TO DO
Lines with the string "size" are to be identified in the listing and copied.
---------- RECORDS
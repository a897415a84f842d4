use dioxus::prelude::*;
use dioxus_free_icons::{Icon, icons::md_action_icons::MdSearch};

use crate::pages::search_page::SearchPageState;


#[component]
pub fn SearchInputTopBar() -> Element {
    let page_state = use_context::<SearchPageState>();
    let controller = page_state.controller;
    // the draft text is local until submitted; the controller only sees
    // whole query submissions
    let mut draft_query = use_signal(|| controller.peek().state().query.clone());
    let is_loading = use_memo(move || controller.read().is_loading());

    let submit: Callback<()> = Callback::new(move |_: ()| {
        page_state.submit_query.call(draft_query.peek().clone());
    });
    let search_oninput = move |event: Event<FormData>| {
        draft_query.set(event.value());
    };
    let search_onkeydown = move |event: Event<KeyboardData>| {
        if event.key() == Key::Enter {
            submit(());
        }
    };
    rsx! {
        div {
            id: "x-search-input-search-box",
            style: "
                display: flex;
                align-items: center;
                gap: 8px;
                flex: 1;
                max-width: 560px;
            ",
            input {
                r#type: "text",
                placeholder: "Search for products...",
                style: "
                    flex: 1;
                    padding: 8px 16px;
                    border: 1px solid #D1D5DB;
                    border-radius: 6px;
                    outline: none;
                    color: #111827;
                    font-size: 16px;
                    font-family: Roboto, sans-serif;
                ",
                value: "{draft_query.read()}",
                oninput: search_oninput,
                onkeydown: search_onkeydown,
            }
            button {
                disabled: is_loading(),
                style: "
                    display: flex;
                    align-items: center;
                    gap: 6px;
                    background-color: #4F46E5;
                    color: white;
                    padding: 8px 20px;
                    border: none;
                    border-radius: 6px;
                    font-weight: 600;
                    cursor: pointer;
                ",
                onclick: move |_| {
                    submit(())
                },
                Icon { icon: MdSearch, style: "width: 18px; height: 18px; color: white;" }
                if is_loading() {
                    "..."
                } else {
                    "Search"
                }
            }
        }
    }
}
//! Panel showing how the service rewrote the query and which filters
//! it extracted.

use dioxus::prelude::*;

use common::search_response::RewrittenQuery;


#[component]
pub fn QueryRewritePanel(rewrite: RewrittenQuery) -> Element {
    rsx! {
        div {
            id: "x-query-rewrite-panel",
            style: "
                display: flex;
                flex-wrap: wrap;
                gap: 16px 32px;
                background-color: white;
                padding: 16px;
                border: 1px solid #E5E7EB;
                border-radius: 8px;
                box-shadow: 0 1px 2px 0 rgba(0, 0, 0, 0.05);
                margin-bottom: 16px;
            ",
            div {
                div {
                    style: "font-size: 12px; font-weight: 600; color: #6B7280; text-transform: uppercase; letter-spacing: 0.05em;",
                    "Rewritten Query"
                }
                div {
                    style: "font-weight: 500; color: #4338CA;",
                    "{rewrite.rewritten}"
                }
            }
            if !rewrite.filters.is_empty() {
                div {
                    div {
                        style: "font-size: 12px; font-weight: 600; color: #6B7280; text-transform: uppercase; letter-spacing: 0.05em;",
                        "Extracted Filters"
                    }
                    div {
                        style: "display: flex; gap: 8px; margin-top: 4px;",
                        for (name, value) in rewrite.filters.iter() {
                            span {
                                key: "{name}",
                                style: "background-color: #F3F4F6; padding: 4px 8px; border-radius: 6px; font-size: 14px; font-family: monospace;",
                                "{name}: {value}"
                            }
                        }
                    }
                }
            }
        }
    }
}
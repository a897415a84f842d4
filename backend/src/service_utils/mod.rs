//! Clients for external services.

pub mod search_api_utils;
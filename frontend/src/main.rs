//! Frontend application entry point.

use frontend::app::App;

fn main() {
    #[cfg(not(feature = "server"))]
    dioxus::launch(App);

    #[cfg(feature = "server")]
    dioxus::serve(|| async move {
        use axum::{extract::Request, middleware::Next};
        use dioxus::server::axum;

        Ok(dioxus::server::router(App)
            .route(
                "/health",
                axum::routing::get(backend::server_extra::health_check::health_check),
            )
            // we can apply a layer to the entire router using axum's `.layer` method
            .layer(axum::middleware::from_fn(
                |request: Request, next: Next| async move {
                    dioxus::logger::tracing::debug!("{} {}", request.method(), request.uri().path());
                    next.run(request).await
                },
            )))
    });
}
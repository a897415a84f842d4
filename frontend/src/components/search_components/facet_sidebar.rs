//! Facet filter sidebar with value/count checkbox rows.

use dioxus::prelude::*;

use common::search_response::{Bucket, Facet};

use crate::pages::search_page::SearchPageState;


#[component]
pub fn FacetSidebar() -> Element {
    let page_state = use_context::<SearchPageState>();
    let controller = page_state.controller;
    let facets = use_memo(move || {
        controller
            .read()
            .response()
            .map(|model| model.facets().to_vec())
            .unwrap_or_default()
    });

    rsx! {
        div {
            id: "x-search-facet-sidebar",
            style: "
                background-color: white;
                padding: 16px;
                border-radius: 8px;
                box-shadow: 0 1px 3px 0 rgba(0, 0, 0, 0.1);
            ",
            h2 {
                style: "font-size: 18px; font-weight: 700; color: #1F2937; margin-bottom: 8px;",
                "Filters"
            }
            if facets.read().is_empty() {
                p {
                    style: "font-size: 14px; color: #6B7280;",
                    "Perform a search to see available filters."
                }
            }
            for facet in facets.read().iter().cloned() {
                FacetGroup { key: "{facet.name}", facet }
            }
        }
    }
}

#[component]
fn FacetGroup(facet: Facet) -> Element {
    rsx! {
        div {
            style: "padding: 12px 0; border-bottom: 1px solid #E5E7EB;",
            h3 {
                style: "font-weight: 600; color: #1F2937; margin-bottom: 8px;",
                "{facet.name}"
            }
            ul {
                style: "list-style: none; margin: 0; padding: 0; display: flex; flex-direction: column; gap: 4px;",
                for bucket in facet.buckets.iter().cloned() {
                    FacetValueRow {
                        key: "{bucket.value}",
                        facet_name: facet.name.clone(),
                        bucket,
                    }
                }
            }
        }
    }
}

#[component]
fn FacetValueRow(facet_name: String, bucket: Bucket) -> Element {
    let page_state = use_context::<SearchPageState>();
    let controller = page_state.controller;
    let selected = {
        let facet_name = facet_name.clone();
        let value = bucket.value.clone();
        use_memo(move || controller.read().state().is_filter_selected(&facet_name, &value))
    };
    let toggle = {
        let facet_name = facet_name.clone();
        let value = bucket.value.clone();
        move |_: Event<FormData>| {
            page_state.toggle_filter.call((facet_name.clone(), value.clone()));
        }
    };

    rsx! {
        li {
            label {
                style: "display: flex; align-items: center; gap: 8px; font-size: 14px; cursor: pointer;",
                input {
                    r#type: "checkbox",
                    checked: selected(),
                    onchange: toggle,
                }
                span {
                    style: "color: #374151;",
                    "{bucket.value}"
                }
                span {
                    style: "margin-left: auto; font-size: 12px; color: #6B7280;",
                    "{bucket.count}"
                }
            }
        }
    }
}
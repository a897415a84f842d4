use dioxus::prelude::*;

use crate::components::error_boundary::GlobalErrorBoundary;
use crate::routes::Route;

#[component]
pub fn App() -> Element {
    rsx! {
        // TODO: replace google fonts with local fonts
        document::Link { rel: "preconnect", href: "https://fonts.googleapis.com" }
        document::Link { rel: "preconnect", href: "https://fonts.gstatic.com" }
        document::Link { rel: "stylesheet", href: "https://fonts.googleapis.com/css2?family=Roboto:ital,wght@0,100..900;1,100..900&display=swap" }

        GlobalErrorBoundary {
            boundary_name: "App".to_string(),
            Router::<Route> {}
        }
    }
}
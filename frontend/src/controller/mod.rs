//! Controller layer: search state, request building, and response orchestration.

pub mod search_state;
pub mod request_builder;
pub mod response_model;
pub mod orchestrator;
--------------------
---------- RECORDS
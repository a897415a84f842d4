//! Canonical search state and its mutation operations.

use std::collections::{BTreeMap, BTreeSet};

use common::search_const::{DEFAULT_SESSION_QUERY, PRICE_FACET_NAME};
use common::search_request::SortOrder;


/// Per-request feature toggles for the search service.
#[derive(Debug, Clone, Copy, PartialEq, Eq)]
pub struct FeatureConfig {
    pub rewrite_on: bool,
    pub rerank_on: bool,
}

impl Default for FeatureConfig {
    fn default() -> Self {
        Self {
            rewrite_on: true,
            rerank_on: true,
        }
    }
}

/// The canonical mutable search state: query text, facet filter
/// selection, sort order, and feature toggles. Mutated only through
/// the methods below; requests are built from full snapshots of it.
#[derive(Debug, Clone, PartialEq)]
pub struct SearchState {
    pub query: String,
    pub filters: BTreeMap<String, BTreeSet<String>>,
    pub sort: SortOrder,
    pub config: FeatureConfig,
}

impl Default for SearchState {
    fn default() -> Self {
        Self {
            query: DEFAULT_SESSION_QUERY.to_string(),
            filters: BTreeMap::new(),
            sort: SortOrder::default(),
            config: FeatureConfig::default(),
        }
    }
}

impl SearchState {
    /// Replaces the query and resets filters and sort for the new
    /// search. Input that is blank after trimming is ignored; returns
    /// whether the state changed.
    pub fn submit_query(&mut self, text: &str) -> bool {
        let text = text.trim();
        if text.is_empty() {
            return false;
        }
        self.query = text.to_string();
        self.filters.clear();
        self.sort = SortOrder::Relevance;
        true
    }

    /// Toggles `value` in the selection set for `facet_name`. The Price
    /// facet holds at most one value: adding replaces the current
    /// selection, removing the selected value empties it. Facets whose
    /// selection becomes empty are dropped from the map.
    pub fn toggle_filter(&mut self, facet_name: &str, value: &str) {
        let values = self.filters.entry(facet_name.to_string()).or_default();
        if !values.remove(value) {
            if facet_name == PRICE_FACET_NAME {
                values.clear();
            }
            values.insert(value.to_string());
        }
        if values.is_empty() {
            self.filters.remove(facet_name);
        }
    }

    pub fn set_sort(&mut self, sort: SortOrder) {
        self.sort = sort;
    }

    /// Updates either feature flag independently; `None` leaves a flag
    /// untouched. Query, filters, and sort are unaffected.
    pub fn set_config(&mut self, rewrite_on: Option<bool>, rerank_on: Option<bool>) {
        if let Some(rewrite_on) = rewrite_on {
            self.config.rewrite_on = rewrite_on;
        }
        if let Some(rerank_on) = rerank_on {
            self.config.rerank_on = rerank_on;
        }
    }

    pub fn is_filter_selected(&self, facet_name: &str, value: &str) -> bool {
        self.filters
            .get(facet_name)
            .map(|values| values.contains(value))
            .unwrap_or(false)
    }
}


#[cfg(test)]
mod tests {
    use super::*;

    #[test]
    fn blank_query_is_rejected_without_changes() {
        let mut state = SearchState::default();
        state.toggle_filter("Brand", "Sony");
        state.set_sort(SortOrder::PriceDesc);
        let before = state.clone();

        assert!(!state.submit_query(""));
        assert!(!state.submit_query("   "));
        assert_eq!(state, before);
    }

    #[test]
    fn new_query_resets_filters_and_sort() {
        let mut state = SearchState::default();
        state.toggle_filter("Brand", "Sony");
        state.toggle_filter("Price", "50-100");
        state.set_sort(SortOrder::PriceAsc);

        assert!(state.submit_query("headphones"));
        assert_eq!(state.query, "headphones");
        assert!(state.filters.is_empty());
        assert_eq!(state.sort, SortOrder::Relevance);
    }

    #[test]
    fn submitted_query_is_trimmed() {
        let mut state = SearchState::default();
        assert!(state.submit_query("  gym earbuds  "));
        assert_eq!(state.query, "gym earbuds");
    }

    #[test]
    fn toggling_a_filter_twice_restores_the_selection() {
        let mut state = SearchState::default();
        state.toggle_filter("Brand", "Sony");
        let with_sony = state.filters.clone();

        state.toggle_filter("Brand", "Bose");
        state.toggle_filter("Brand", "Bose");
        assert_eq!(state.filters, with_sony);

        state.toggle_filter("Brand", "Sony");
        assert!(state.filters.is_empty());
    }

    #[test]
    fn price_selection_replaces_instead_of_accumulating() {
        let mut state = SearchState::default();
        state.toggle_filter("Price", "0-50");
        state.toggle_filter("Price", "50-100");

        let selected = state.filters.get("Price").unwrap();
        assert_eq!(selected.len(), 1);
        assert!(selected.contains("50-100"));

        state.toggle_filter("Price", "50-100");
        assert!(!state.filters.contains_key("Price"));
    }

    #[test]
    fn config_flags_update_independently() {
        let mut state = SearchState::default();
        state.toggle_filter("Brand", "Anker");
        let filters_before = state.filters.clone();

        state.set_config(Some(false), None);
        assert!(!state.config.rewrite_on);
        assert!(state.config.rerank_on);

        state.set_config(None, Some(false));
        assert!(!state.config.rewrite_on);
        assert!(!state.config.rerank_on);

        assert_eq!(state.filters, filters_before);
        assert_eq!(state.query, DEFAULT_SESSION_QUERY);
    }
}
--------------------
---------- RECORDS
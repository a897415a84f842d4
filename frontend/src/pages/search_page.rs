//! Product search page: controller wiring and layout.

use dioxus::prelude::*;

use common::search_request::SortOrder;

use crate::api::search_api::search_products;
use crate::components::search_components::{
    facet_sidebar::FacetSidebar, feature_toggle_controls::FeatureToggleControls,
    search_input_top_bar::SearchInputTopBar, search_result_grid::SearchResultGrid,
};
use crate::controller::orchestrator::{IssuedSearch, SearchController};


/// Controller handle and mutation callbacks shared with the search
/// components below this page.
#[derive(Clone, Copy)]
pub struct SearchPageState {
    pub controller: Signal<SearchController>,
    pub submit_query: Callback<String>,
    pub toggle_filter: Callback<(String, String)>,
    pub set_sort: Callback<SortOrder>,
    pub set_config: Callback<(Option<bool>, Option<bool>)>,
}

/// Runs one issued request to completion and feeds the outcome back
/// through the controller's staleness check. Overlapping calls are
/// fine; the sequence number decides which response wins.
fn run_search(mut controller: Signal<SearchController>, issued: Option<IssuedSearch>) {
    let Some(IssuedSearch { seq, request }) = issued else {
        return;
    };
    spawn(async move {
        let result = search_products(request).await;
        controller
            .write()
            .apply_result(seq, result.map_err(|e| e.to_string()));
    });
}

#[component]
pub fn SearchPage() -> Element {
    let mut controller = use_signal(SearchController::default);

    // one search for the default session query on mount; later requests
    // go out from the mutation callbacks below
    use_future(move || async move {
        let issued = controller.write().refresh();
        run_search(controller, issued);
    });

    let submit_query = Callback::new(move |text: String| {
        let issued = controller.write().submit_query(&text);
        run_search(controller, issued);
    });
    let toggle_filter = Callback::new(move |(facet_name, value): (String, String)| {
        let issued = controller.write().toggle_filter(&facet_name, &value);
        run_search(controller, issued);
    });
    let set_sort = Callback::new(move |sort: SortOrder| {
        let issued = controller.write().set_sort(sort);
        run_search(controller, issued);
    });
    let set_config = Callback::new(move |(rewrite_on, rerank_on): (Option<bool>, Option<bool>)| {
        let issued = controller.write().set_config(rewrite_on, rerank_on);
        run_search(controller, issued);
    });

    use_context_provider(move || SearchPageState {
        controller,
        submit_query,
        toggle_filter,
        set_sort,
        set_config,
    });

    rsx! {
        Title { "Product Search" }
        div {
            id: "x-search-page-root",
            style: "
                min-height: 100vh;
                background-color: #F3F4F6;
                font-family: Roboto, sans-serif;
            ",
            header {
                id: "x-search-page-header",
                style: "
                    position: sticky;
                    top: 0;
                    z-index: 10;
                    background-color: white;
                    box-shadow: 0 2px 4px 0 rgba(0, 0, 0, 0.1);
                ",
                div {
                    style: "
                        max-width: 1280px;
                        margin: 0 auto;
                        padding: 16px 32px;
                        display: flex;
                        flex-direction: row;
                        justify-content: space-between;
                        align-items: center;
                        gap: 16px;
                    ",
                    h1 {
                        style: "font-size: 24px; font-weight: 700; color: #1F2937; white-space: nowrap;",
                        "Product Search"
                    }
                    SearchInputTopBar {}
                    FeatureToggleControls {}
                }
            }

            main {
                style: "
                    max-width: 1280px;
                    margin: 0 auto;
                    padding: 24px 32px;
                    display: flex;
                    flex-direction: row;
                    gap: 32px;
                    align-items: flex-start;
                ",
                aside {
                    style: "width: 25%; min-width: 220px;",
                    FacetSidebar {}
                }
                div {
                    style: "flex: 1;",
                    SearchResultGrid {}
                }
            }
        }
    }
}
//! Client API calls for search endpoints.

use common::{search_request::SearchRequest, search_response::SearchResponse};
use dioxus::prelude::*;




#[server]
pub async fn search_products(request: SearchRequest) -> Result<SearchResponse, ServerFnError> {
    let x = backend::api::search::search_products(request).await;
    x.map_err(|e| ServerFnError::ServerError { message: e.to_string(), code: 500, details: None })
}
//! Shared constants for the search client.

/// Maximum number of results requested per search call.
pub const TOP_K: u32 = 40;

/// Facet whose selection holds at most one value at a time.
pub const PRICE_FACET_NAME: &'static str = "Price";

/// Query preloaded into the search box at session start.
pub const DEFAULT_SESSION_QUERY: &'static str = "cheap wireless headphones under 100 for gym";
--------------------
FINISHED EXERCISE
                    font-size: 16px;
                    style: "font-size: 12px; font-weight: 600; color: #6B7280; text-transform: uppercase; letter-spacing: 0.05em;",
                        style: "font-size: 12px; font-weight: 600; color: #6B7280; text-transform: uppercase; letter-spacing: 0.05em;",
                                style: "background-color: #F3F4F6; padding: 4px 8px; border-radius: 6px; font-size: 14px; font-family: monospace;",
                style: "font-size: 18px; font-weight: 700; color: #1F2937; margin-bottom: 8px;",
                    style: "font-size: 14px; color: #6B7280;",
                style: "display: flex; align-items: center; gap: 8px; font-size: 14px; cursor: pointer;",
                    style: "margin-left: auto; font-size: 12px; color: #6B7280;",
                        style: "font-size: 24px; font-weight: 700; color: #1F2937; white-space: nowrap;",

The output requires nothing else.